+++ Provided records
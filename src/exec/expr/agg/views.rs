// Licensed to the Apache Software Foundation (ASF) under one
// or more contributor license agreements.  See the NOTICE file
// distributed with this work for additional information
// regarding copyright ownership.  The ASF licenses this file
// to you under the Apache License, Version 2.0 (the
// "License"); you may not use this file except in compliance
// with the License.  You may obtain a copy of the License at
//
//   http://www.apache.org/licenses/LICENSE-2.0
//
// Unless required by applicable law or agreed to in writing,
// software distributed under the License is distributed on an
// "AS IS" BASIS, WITHOUT WARRANTIES OR CONDITIONS OF ANY
// KIND, either express or implied.  See the License for the
// specific language governing permissions and limitations
// under the License.
use arrow::array::{Array, ArrayRef, Float64Array, Int64Array, StructArray};

use super::AggKernelEntry;

/// Typed borrow of one aggregate input column.
pub enum AggInputView<'a> {
    None,
    Any(&'a ArrayRef),
    Int(&'a Int64Array),
    Float(&'a Float64Array),
    AvgState(AvgStateView<'a>),
}

pub struct AvgStateView<'a> {
    pub(crate) states: &'a StructArray,
    pub(crate) sums: &'a Float64Array,
    pub(crate) counts: &'a Int64Array,
}

impl<'a> AvgStateView<'a> {
    pub(crate) fn new(array: &'a ArrayRef) -> Result<Self, String> {
        let states = array
            .as_any()
            .downcast_ref::<StructArray>()
            .ok_or_else(|| "avg state must be a struct column".to_string())?;
        if states.num_columns() != 2 {
            return Err(format!(
                "avg state expects 2 fields, got {}",
                states.num_columns()
            ));
        }
        let sums = states
            .column(0)
            .as_any()
            .downcast_ref::<Float64Array>()
            .ok_or_else(|| "avg state sum must be Float64".to_string())?;
        let counts = states
            .column(1)
            .as_any()
            .downcast_ref::<Int64Array>()
            .ok_or_else(|| "avg state count must be Int64".to_string())?;
        Ok(Self {
            states,
            sums,
            counts,
        })
    }

    pub(crate) fn value_at(&self, row: usize) -> Option<(f64, i64)> {
        if self.states.is_null(row) || self.sums.is_null(row) || self.counts.is_null(row) {
            return None;
        }
        Some((self.sums.value(row), self.counts.value(row)))
    }
}

pub(crate) fn int_view(array: &ArrayRef) -> Result<&Int64Array, String> {
    array
        .as_any()
        .downcast_ref::<Int64Array>()
        .ok_or_else(|| format!("expected Int64 aggregate input, got {:?}", array.data_type()))
}

pub(crate) fn float_view(array: &ArrayRef) -> Result<&Float64Array, String> {
    array
        .as_any()
        .downcast_ref::<Float64Array>()
        .ok_or_else(|| format!("expected Float64 aggregate input, got {:?}", array.data_type()))
}

pub fn build_agg_input_views_from_kernels<'a>(
    kernels: &[AggKernelEntry],
    arrays: &'a [Option<ArrayRef>],
) -> Result<Vec<AggInputView<'a>>, String> {
    let mut views = Vec::with_capacity(kernels.len());
    for (idx, kernel) in kernels.iter().enumerate() {
        let array = arrays
            .get(idx)
            .ok_or_else(|| "aggregate input missing".to_string())?;
        views.push(kernel.build_input_view(array)?);
    }
    Ok(views)
}

pub fn build_agg_merge_views_from_kernels<'a>(
    kernels: &[AggKernelEntry],
    arrays: &'a [Option<ArrayRef>],
) -> Result<Vec<AggInputView<'a>>, String> {
    let mut views = Vec::with_capacity(kernels.len());
    for (idx, kernel) in kernels.iter().enumerate() {
        let array = arrays
            .get(idx)
            .ok_or_else(|| "aggregate input missing".to_string())?;
        views.push(kernel.build_merge_view(array)?);
    }
    Ok(views)
}
// Licensed to the Apache Software Foundation (ASF) under one
// or more contributor license agreements.  See the NOTICE file
// distributed with this work for additional information
// regarding copyright ownership.  The ASF licenses this file
// to you under the Apache License, Version 2.0 (the
// "License"); you may not use this file except in compliance
// with the License.  You may obtain a copy of the License at
//
//   http://www.apache.org/licenses/LICENSE-2.0
//
// Unless required by applicable law or agreed to in writing,
// software distributed under the License is distributed on an
// "AS IS" BASIS, WITHOUT WARRANTIES OR CONDITIONS OF ANY
// KIND, either express or implied.  See the License for the
// specific language governing permissions and limitations
// under the License.
//! Execution operator module exports.

pub mod aggregate;

pub use aggregate::{
    AggSharedState, AggSinkOperator, AggSinkOperatorFactory, AggSinkOperatorX, AggSinkOptions,
    AggSinkPlan, AggSpillRestorer,
};
// Licensed to the Apache Software Foundation (ASF) under one
// or more contributor license agreements.  See the NOTICE file
// distributed with this work for additional information
// regarding copyright ownership.  The ASF licenses this file
// to you under the Apache License, Version 2.0 (the
// "License"); you may not use this file except in compliance
// with the License.  You may obtain a copy of the License at
//
//   http://www.apache.org/licenses/LICENSE-2.0
//
// Unless required by applicable law or agreed to in writing,
// software distributed under the License is distributed on an
// "AS IS" BASIS, WITHOUT WARRANTIES OR CONDITIONS OF ANY
// KIND, either express or implied.  See the License for the
// specific language governing permissions and limitations
// under the License.
//! State shared between an aggregation sink and whatever reads its result.
//!
//! Responsibilities:
//! - Owns the hash table and its arena behind one mutex, so they are reset together.
//! - Keeps append-only spill bookkeeping behind a second mutex.
//! - Holds the streaming data queue and the limit-passthrough buffer.
//! - Turns the table into key + value columns for spill and for final output.
//!
//! Key exported interfaces:
//! - Types: `AggSharedState`, `AggSpillContext`, `SerializedTable`.

use std::fmt;
use std::sync::atomic::{AtomicBool, Ordering};
use std::sync::{Arc, Mutex, MutexGuard};

use arrow::datatypes::{Field, Schema, SchemaRef};

use crate::exec::chunk::Chunk;
use crate::exec::expr::agg::AggKernelSet;
use crate::exec::hash_table::AggregatedData;
use crate::exec::operators::aggregate::data_queue::DataQueue;
use crate::exec::spill::{SpillPartitionHelper, SpillProfile, SpillStreamId};
use crate::runtime::profile::RuntimeProfile;

/// Spill bookkeeping. Append-only once the first spill happened.
#[derive(Debug, Default)]
pub struct AggSpillContext {
    pub has_data: bool,
    pub stream_ids: Vec<SpillStreamId>,
    pub profile: Option<SpillProfile>,
}

impl AggSpillContext {
    /// Mark that a spill is under way and return its counters, creating them under
    /// `parent` the first time.
    pub fn start(&mut self, parent: &RuntimeProfile) -> SpillProfile {
        self.has_data = true;
        self.profile
            .get_or_insert_with(|| SpillProfile::new(parent))
            .clone()
    }
}

/// The table rendered as one chunk, plus what spill partitioning needs.
pub struct SerializedTable {
    pub chunk: Chunk,
    pub hashes: Vec<u64>,
    pub has_null_key: bool,
}

pub struct AggSharedState {
    kernels: AggKernelSet,
    num_keys: usize,
    intermediate_schema: SchemaRef,
    output_schema: SchemaRef,
    data: Mutex<AggregatedData>,
    spill_context: Mutex<AggSpillContext>,
    partition_helper: SpillPartitionHelper,
    data_queue: Option<Arc<DataQueue>>,
    limit_passthrough: Mutex<Vec<Chunk>>,
    sink_finished: AtomicBool,
}

impl fmt::Debug for AggSharedState {
    fn fmt(&self, f: &mut fmt::Formatter<'_>) -> fmt::Result {
        f.debug_struct("AggSharedState")
            .field("num_keys", &self.num_keys)
            .field("num_functions", &self.kernels.len())
            .field("streaming", &self.data_queue.is_some())
            .field("sink_finished", &self.is_sink_finished())
            .finish()
    }
}

impl AggSharedState {
    /// `queue_capacity` set makes this a streaming aggregation.
    pub fn new(
        kernels: AggKernelSet,
        key_fields: Vec<Field>,
        agg_names: &[String],
        arena_block_size: usize,
        partition_count_bits: u32,
        queue_capacity: Option<usize>,
    ) -> Result<Self, String> {
        let key_types = key_fields
            .iter()
            .map(|f| f.data_type().clone())
            .collect::<Vec<_>>();
        let data = AggregatedData::new(&key_types, arena_block_size)?;
        let build_schema = |intermediate: bool| -> SchemaRef {
            let mut fields = key_fields.clone();
            fields.extend(kernels.output_fields(agg_names, intermediate));
            Arc::new(Schema::new(fields))
        };
        let intermediate_schema = build_schema(true);
        let output_schema = build_schema(false);
        Ok(Self {
            num_keys: key_fields.len(),
            intermediate_schema,
            output_schema,
            data: Mutex::new(data),
            spill_context: Mutex::new(AggSpillContext::default()),
            partition_helper: SpillPartitionHelper::new(partition_count_bits)?,
            data_queue: queue_capacity.map(|cap| Arc::new(DataQueue::new(cap))),
            limit_passthrough: Mutex::new(Vec::new()),
            sink_finished: AtomicBool::new(false),
            kernels,
        })
    }

    pub fn kernels(&self) -> &AggKernelSet {
        &self.kernels
    }

    pub fn num_keys(&self) -> usize {
        self.num_keys
    }

    /// Keys followed by intermediate values: the spill and streaming schema.
    pub fn intermediate_schema(&self) -> SchemaRef {
        Arc::clone(&self.intermediate_schema)
    }

    pub fn output_schema(&self) -> SchemaRef {
        Arc::clone(&self.output_schema)
    }

    pub fn partition_helper(&self) -> SpillPartitionHelper {
        self.partition_helper
    }

    pub fn data_queue(&self) -> Option<&Arc<DataQueue>> {
        self.data_queue.as_ref()
    }

    pub fn is_streaming(&self) -> bool {
        self.data_queue.is_some()
    }

    pub fn lock_data(&self) -> Result<MutexGuard<'_, AggregatedData>, String> {
        self.data
            .lock()
            .map_err(|_| "aggregated data lock poisoned".to_string())
    }

    pub fn lock_spill_context(&self) -> Result<MutexGuard<'_, AggSpillContext>, String> {
        self.spill_context
            .lock()
            .map_err(|_| "aggregation spill context lock poisoned".to_string())
    }

    pub fn has_spilled(&self) -> Result<bool, String> {
        Ok(self.lock_spill_context()?.has_data)
    }

    pub fn spill_stream_ids(&self) -> Result<Vec<SpillStreamId>, String> {
        Ok(self.lock_spill_context()?.stream_ids.clone())
    }

    /// Rows the table could not take under a group limit, in intermediate form.
    ///
    /// A streaming aggregation forwards them through its queue; otherwise they wait
    /// in a buffer for the reader.
    pub fn push_passthrough(&self, chunk: Chunk) -> Result<(), String> {
        match self.data_queue.as_ref() {
            Some(queue) => queue.push(chunk),
            None => {
                self.limit_passthrough
                    .lock()
                    .map_err(|_| "limit passthrough lock poisoned".to_string())?
                    .push(chunk);
                Ok(())
            }
        }
    }

    pub fn take_limit_passthrough(&self) -> Result<Vec<Chunk>, String> {
        let mut buffer = self
            .limit_passthrough
            .lock()
            .map_err(|_| "limit passthrough lock poisoned".to_string())?;
        Ok(std::mem::take(&mut *buffer))
    }

    pub fn set_sink_finished(&self) {
        self.sink_finished.store(true, Ordering::Release);
        if let Some(queue) = self.data_queue.as_ref() {
            queue.set_finished();
        }
    }

    pub fn is_sink_finished(&self) -> bool {
        self.sink_finished.load(Ordering::Acquire)
    }

    /// Render every group of `data` as keys + values, in enumeration order.
    ///
    /// The table is left untouched; callers reset it once the chunk is safe.
    pub fn serialize_table(
        &self,
        data: &mut AggregatedData,
        output_intermediate: bool,
    ) -> Result<SerializedTable, String> {
        let groups = data.variant.serialize_groups()?;
        let num_rows = groups.len();
        let mut columns = groups.key_columns;
        if columns.len() != self.num_keys {
            return Err(format!(
                "internal error: serialized {} key columns, expected {}",
                columns.len(),
                self.num_keys
            ));
        }
        for entry in &self.kernels.entries {
            let values = entry.build_array(&data.arena, &groups.places, output_intermediate)?;
            if values.len() != num_rows {
                return Err(format!(
                    "internal error: aggregate value rows {} != key rows {}",
                    values.len(),
                    num_rows
                ));
            }
            columns.push(values);
        }
        let schema = if output_intermediate {
            self.intermediate_schema()
        } else {
            self.output_schema()
        };
        Ok(SerializedTable {
            chunk: Chunk::try_new(schema, columns, num_rows)?,
            hashes: groups.hashes,
            has_null_key: groups.has_null_key,
        })
    }

    /// Emit the resident groups and release their states.
    ///
    /// An aggregation without group by always yields exactly one row, even over
    /// empty input.
    pub fn build_output_chunk(&self, finalize: bool) -> Result<Chunk, String> {
        let mut data = self.lock_data()?;
        if data.variant.is_no_key() && data.size() == 0 {
            let mut places = Vec::with_capacity(1);
            data.emplace(&self.kernels, &[], 1, None, &mut places, &mut Vec::new())?;
        }
        let table = self.serialize_table(&mut data, !finalize)?;
        data.reset(&self.kernels);
        Ok(table.chunk)
    }

    /// Drop every resident state without emitting it.
    pub fn release(&self) -> Result<(), String> {
        let mut data = self.lock_data()?;
        data.reset(&self.kernels);
        Ok(())
    }
}

#[cfg(test)]
mod tests {
    use super::*;
    use crate::exec::expr::ExprId;
    use crate::exec::expr::agg::{AggFunction, build_kernel_set};
    use arrow::array::{Array, ArrayRef, Int64Array};
    use arrow::datatypes::DataType;

    fn shared(keys: Vec<Field>, queue: Option<usize>) -> AggSharedState {
        let kernels = build_kernel_set(
            &[
                AggFunction::new("count", vec![]),
                AggFunction::new("sum", vec![ExprId(1)]),
            ],
            &[None, Some(DataType::Int64)],
        )
        .expect("kernels");
        AggSharedState::new(
            kernels,
            keys,
            &["cnt".to_string(), "total".to_string()],
            1024,
            2,
            queue,
        )
        .expect("shared state")
    }

    #[test]
    fn no_key_output_has_one_row_on_empty_input() {
        let state = shared(vec![], None);
        let chunk = state.build_output_chunk(true).expect("output");
        assert_eq!(chunk.len(), 1);
        let count = chunk.batch.column(0);
        let count = count.as_any().downcast_ref::<Int64Array>().expect("i64");
        assert_eq!(count.value(0), 0);
        assert!(chunk.batch.column(1).is_null(0));
    }

    #[test]
    fn schemas_put_keys_first() {
        let state = shared(vec![Field::new("k", DataType::Int32, true)], None);
        let names: Vec<String> = state
            .intermediate_schema()
            .fields()
            .iter()
            .map(|f| f.name().clone())
            .collect();
        assert_eq!(names, vec!["k", "cnt", "total"]);
        assert_eq!(state.output_schema().fields().len(), 3);
    }

    #[test]
    fn keyed_output_releases_states() {
        let state = shared(vec![Field::new("k", DataType::Int64, true)], None);
        {
            let mut data = state.lock_data().expect("data");
            let keys: Vec<ArrayRef> =
                vec![Arc::new(Int64Array::from(vec![Some(1), None, Some(1)]))];
            let mut places = Vec::new();
            data.emplace(state.kernels(), &keys, 3, None, &mut places, &mut Vec::new())
                .expect("emplace");
            let view = state.kernels().entries[0]
                .build_input_view(&None)
                .expect("view");
            state.kernels().entries[0]
                .update_batch(&mut data.arena, &places, &view)
                .expect("update");
        }
        let chunk = state.build_output_chunk(true).expect("output");
        assert_eq!(chunk.len(), 2);
        let keys = chunk.batch.column(0);
        assert!(keys.is_null(1));
        let counts = chunk.batch.column(1);
        let counts = counts.as_any().downcast_ref::<Int64Array>().expect("i64");
        assert_eq!(counts.values().to_vec(), vec![2, 1]);
        assert_eq!(state.lock_data().expect("data").size(), 0);
    }

    #[test]
    fn passthrough_goes_to_queue_when_streaming() {
        let blocking = shared(vec![Field::new("k", DataType::Int64, true)], None);
        let chunk = Chunk::empty(blocking.intermediate_schema());
        blocking.push_passthrough(chunk.clone()).expect("push");
        assert_eq!(blocking.take_limit_passthrough().expect("take").len(), 1);

        let streaming = shared(vec![Field::new("k", DataType::Int64, true)], Some(4));
        streaming.push_passthrough(chunk).expect("push");
        assert!(streaming.take_limit_passthrough().expect("take").is_empty());
        assert_eq!(
            streaming.data_queue().map(|q| q.len().expect("len")),
            Some(1)
        );
    }

    #[test]
    fn spill_context_starts_once() {
        let state = shared(vec![Field::new("k", DataType::Int64, true)], None);
        let parent = RuntimeProfile::new("agg");
        {
            let mut ctx = state.lock_spill_context().expect("ctx");
            ctx.start(&parent).spill_rows.add(5);
            ctx.start(&parent);
        }
        assert!(state.has_spilled().expect("spilled"));
        assert_eq!(parent.children().len(), 1);
        let ctx = state.lock_spill_context().expect("ctx");
        assert_eq!(ctx.profile.as_ref().map(|p| p.spill_rows.value()), Some(5));
    }

    #[test]
    fn poisoned_spill_context_is_an_error_not_unspilled() {
        let state = Arc::new(shared(vec![Field::new("k", DataType::Int64, true)], None));
        let poisoner = Arc::clone(&state);
        let _ = std::thread::spawn(move || {
            let _ctx = poisoner.lock_spill_context().expect("ctx");
            panic!("poison the spill context");
        })
        .join();
        assert!(state.has_spilled().is_err());
    }
}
++++++
> [What the task asks]
The job here is to find each line above with the word "SerializedTable" and copy it.

> [Exercise response]
//! - Types: `AggSharedState`, `AggSpillContext`, `SerializedTable`.
pub struct SerializedTable {
    ) -> Result<SerializedTable, String> {
        Ok(SerializedTable {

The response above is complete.